*** Data supplied Section Begins ***

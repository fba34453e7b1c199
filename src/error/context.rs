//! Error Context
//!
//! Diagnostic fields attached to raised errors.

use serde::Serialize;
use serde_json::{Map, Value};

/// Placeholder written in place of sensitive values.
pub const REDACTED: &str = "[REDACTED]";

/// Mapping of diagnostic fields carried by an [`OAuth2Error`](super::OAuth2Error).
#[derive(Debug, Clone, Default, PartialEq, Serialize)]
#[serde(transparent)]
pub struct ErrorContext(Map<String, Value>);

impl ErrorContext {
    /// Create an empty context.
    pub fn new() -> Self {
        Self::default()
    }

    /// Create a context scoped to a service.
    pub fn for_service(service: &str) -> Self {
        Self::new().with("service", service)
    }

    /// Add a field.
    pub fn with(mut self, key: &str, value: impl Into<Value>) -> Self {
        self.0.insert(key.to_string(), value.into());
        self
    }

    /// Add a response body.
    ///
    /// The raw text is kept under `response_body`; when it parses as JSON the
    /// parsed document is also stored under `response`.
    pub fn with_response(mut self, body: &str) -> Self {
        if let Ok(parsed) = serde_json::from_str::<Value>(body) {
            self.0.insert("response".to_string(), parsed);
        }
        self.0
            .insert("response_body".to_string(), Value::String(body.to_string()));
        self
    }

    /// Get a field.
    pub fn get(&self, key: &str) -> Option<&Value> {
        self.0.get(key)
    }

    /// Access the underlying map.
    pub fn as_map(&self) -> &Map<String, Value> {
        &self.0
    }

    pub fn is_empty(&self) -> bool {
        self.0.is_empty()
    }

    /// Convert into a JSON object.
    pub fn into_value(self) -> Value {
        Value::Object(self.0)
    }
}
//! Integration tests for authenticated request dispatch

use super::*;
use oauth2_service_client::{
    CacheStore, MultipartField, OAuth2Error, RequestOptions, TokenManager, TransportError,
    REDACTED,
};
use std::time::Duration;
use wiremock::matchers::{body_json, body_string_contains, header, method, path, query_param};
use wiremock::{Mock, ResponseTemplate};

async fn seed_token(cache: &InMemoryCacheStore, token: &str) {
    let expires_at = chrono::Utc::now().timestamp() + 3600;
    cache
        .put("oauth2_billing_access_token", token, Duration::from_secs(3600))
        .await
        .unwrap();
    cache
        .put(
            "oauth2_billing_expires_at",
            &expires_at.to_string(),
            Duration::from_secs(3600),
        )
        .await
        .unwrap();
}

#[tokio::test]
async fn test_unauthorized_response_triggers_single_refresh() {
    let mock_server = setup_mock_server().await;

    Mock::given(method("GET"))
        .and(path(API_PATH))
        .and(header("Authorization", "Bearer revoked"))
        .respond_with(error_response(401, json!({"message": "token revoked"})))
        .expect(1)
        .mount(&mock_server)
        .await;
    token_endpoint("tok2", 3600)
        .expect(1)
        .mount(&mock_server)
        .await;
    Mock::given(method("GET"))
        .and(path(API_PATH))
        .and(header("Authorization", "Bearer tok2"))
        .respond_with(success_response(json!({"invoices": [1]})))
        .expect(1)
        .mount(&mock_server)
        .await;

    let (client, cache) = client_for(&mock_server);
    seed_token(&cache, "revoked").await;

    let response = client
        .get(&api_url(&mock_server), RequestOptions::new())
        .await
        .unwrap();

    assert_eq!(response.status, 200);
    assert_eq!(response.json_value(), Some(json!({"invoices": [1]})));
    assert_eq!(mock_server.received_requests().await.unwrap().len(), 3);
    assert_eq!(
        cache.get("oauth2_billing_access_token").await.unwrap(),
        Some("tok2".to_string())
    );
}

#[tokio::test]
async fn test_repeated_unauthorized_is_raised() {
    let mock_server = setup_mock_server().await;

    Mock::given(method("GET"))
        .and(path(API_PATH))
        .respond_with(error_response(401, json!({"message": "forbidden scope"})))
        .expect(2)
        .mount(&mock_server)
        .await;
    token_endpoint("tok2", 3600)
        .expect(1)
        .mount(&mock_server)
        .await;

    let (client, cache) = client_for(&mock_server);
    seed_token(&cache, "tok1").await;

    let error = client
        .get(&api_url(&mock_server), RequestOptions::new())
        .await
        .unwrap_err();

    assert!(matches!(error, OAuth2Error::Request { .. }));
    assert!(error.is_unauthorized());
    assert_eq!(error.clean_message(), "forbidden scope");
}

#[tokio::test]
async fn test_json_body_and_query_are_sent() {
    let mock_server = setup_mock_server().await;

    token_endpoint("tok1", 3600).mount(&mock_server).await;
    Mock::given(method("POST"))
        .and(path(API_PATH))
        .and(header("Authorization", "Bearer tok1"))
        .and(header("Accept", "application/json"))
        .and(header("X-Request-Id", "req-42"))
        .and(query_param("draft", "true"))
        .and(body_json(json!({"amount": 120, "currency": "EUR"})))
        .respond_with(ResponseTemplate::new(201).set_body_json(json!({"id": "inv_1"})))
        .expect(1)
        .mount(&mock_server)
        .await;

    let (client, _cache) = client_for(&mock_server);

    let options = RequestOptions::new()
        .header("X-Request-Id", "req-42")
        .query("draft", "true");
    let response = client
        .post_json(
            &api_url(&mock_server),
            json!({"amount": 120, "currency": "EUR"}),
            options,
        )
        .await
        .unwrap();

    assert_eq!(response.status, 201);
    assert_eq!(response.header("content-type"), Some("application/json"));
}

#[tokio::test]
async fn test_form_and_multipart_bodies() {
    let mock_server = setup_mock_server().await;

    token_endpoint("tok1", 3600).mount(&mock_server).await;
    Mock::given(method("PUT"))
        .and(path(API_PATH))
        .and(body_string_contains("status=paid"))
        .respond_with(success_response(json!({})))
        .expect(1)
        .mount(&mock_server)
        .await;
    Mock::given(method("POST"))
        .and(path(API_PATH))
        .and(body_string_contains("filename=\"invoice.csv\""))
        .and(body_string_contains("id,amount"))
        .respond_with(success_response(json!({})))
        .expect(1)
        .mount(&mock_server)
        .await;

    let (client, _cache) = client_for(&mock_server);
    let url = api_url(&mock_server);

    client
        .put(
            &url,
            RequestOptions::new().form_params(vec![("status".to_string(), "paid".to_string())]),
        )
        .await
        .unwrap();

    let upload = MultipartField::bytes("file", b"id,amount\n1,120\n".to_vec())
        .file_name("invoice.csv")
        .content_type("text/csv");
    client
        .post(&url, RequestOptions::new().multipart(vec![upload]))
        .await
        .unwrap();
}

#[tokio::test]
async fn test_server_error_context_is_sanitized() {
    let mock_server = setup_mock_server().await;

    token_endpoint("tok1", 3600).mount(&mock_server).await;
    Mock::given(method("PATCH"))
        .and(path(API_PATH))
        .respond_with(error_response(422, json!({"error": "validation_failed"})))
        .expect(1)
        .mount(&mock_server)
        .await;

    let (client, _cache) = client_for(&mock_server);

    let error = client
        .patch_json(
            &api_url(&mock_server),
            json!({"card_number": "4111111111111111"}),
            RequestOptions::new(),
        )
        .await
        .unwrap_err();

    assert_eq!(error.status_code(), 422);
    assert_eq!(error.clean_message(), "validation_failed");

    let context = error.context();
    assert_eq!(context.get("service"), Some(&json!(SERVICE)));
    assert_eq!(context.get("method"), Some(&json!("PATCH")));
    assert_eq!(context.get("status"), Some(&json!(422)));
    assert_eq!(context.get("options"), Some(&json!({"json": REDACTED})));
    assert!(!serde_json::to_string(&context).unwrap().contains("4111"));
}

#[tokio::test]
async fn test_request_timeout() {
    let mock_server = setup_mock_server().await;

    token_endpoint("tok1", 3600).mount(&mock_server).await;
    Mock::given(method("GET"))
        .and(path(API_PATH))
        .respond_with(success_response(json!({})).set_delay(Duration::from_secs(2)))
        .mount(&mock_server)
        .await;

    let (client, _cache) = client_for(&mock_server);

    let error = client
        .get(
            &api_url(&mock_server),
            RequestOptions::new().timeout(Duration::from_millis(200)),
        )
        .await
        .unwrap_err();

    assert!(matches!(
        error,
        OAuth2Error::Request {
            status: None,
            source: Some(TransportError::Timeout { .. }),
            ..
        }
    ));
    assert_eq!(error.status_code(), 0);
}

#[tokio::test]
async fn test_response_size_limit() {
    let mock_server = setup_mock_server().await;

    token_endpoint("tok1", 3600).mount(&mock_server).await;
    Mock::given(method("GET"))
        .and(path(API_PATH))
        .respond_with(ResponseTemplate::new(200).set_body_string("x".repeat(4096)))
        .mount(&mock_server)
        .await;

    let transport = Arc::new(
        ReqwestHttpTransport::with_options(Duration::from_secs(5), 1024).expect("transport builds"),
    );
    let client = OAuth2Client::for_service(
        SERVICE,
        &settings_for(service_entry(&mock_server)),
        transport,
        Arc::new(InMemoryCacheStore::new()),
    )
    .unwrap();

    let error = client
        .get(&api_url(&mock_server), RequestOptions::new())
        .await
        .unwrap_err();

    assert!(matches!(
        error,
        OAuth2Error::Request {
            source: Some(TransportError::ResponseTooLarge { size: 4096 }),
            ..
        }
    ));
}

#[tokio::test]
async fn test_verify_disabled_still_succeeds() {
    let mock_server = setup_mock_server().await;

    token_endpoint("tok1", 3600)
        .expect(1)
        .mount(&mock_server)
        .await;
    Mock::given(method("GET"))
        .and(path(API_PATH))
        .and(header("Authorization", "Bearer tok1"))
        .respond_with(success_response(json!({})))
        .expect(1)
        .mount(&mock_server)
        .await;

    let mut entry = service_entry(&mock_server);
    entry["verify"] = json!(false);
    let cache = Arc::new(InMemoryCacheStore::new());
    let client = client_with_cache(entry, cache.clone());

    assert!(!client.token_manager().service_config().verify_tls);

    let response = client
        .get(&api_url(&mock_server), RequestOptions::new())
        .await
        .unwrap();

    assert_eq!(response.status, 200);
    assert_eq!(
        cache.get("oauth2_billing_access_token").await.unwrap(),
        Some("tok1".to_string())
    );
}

*** Data supplied Section Ends ***

- [Exercise directions]:
Word for word, quote the lines of the material from the first line through the line with "pub fn for_service(service: &str)", both ends included.

- [Exercise output]:
repository fba34453e7b1c199
filename src/error/context.rs
//! Error Context
//!
//! Diagnostic fields attached to raised errors.

use serde::Serialize;
use serde_json::{Map, Value};

/// Placeholder written in place of sensitive values.
pub const REDACTED: &str = "[REDACTED]";

/// Mapping of diagnostic fields carried by an [`OAuth2Error`](super::OAuth2Error).
#[derive(Debug, Clone, Default, PartialEq, Serialize)]
#[serde(transparent)]
pub struct ErrorContext(Map<String, Value>);

impl ErrorContext {
    /// Create an empty context.
    pub fn new() -> Self {
        Self::default()
    }

    /// Create a context scoped to a service.
    pub fn for_service(service: &str) -> Self {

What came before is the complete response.